» Input data:

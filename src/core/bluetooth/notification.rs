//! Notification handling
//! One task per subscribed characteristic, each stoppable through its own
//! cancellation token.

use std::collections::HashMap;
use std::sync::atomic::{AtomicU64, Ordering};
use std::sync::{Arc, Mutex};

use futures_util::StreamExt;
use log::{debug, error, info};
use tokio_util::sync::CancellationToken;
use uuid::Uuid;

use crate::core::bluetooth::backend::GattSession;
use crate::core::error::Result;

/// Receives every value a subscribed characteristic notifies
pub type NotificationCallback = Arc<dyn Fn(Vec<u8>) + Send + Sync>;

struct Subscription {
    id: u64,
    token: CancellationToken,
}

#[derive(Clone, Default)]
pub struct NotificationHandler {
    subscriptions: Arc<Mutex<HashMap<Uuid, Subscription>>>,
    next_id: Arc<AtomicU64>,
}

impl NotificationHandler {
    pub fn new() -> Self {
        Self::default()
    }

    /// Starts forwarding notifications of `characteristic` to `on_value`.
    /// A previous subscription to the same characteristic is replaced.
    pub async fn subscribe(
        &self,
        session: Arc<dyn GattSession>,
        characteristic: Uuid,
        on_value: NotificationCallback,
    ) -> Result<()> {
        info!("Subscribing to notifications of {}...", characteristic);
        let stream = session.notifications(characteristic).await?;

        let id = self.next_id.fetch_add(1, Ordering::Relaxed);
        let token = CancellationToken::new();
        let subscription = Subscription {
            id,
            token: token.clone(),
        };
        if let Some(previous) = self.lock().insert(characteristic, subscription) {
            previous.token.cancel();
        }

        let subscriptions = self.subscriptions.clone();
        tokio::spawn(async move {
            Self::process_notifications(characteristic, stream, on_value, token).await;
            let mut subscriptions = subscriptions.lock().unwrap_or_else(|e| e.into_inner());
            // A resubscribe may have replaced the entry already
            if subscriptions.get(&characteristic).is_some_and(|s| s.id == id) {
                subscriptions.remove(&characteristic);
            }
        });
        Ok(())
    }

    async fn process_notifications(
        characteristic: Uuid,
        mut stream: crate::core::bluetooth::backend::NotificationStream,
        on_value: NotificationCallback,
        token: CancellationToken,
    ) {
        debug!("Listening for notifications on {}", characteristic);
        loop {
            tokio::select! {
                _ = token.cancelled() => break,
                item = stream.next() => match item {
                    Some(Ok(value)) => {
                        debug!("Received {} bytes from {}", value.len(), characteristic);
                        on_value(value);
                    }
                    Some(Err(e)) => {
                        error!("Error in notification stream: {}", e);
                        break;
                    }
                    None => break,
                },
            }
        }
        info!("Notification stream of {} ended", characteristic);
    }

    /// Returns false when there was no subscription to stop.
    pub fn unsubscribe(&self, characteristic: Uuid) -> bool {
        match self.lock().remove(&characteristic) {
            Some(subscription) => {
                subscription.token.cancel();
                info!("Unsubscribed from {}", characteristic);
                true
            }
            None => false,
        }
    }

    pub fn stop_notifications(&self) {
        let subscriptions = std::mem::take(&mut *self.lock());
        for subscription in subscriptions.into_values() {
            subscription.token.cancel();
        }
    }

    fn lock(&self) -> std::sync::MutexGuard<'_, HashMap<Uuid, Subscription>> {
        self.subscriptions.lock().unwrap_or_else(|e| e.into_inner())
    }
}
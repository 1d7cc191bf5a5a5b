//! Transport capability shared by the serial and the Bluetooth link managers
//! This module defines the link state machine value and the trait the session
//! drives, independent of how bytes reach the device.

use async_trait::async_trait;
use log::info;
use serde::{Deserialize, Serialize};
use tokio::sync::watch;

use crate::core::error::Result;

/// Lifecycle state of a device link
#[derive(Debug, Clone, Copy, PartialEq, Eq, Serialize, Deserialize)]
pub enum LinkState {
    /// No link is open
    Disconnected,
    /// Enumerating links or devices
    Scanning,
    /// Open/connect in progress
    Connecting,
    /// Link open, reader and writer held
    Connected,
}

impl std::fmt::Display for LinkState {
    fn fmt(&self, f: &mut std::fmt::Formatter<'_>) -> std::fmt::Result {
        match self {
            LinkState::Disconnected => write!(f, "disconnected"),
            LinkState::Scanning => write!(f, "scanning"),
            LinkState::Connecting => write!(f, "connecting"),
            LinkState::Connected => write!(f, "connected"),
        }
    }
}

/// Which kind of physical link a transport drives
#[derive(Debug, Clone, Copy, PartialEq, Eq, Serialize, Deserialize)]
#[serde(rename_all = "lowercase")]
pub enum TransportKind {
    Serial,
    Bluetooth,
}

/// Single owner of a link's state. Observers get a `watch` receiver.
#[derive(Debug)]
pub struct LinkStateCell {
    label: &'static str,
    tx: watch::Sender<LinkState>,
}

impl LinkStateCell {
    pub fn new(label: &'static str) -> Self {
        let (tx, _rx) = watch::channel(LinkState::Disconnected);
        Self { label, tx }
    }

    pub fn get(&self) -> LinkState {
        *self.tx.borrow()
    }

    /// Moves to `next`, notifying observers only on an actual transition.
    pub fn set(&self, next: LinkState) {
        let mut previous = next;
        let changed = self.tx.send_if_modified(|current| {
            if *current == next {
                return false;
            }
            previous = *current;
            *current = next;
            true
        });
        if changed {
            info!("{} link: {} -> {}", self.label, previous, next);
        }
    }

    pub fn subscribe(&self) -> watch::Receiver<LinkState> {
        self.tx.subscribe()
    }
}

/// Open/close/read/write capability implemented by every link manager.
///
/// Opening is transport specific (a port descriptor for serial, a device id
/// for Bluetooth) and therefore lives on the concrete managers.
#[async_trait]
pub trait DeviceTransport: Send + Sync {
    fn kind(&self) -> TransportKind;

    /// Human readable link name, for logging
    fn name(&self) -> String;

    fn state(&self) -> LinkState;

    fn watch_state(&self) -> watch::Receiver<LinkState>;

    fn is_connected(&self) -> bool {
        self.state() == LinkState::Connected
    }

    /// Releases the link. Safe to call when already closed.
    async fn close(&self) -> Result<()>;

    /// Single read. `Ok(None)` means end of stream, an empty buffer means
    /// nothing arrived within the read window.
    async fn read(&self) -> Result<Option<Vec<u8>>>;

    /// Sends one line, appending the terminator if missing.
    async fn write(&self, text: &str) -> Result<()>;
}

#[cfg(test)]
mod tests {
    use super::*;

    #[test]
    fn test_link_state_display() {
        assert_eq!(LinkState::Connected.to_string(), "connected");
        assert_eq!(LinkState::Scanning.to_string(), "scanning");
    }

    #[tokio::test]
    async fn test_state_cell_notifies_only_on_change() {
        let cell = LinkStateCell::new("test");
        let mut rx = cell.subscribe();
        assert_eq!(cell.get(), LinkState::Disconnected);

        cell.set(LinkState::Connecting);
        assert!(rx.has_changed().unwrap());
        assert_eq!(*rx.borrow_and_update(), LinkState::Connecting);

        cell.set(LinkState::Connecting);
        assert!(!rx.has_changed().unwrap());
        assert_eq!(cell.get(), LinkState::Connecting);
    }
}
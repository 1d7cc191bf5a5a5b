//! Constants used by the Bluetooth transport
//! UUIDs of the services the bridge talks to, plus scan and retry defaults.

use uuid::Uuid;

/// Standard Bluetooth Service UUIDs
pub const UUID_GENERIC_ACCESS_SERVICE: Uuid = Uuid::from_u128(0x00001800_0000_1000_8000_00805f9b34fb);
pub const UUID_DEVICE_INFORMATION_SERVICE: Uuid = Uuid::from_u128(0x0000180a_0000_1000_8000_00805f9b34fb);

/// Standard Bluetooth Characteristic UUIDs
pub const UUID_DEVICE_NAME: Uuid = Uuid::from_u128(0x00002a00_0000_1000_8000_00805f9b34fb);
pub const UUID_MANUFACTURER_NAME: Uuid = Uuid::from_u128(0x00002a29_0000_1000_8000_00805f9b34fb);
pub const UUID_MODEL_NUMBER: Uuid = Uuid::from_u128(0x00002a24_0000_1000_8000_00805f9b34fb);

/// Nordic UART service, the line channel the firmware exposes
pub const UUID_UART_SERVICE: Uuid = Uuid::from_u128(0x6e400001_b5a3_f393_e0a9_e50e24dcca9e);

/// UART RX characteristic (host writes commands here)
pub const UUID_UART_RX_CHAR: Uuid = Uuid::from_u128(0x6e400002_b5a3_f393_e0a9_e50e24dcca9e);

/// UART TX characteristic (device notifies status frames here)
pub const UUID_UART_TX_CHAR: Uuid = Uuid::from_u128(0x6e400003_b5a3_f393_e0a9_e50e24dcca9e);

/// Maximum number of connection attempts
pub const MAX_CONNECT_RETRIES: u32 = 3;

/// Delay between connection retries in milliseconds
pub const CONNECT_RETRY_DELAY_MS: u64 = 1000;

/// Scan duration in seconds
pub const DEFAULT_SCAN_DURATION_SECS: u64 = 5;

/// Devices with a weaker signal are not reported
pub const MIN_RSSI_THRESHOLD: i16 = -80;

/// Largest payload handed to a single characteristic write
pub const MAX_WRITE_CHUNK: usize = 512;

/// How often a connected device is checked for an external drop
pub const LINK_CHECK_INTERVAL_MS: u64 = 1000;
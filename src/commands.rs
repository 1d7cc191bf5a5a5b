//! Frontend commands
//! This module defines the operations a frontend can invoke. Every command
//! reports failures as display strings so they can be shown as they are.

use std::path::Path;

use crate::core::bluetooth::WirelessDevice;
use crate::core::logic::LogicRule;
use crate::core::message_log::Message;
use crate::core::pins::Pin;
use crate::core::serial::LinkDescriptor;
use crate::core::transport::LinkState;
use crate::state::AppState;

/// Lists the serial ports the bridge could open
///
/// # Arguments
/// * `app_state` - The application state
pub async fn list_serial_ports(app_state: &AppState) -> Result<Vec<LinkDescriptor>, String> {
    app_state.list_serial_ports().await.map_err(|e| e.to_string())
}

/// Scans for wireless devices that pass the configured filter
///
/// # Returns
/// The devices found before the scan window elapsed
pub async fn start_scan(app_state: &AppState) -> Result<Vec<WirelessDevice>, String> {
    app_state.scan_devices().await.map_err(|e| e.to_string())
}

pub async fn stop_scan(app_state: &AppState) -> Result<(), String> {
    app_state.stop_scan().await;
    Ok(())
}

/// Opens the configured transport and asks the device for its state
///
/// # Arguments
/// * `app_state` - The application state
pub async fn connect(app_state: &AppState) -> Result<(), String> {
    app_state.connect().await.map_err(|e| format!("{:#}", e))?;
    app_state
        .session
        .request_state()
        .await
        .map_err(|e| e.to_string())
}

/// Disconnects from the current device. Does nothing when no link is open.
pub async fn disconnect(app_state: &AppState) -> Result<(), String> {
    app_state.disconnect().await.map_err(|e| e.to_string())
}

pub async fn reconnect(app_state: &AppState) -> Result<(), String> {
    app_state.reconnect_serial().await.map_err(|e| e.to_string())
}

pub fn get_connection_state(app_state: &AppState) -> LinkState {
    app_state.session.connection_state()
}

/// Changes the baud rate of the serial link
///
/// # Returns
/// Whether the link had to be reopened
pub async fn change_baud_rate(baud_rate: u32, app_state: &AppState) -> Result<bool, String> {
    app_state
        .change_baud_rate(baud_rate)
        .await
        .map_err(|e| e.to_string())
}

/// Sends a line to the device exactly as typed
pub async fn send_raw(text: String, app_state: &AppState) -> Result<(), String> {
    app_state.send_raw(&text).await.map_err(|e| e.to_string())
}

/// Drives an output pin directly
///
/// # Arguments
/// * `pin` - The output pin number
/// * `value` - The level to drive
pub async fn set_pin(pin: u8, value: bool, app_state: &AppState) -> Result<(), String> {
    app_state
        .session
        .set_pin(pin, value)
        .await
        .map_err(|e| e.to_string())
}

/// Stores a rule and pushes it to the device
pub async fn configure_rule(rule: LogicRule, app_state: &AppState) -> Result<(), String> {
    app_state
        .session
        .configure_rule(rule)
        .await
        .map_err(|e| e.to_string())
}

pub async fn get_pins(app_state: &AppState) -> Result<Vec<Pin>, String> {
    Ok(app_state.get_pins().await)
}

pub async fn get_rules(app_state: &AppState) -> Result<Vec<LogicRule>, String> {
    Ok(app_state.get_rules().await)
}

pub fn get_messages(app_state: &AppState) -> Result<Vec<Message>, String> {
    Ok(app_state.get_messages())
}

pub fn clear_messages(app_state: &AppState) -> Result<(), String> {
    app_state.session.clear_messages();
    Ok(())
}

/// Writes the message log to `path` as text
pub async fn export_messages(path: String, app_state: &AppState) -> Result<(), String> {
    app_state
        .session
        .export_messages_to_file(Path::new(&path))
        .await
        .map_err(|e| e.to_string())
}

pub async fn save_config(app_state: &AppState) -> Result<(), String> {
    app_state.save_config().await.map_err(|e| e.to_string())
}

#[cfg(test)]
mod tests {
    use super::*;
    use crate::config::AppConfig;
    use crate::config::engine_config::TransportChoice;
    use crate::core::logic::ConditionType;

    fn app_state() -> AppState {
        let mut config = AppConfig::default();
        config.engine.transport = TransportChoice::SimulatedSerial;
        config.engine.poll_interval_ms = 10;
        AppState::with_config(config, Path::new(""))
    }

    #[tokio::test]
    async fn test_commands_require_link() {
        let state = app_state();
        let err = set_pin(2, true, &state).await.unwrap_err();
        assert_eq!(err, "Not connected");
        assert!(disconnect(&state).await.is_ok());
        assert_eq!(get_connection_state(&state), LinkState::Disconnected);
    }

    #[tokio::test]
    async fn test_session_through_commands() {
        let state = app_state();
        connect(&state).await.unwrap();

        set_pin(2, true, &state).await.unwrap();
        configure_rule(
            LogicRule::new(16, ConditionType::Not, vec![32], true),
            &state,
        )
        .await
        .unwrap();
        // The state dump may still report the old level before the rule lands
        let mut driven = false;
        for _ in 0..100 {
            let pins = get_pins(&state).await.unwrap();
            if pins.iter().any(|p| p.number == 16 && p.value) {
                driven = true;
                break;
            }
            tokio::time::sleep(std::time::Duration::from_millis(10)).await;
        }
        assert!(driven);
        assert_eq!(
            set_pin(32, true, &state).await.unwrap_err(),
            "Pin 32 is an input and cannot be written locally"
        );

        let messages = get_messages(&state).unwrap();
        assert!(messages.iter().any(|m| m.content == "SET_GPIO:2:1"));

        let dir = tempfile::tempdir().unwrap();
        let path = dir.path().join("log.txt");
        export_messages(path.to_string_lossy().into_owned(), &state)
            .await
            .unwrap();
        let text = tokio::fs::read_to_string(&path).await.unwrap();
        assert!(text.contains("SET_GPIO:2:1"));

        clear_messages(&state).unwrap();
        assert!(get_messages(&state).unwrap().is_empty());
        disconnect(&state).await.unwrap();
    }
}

» Task description: Go over the listing above and copy out each line that includes "AppConfig".

» Problem solution:
    use crate::config::AppConfig;
        let mut config = AppConfig::default();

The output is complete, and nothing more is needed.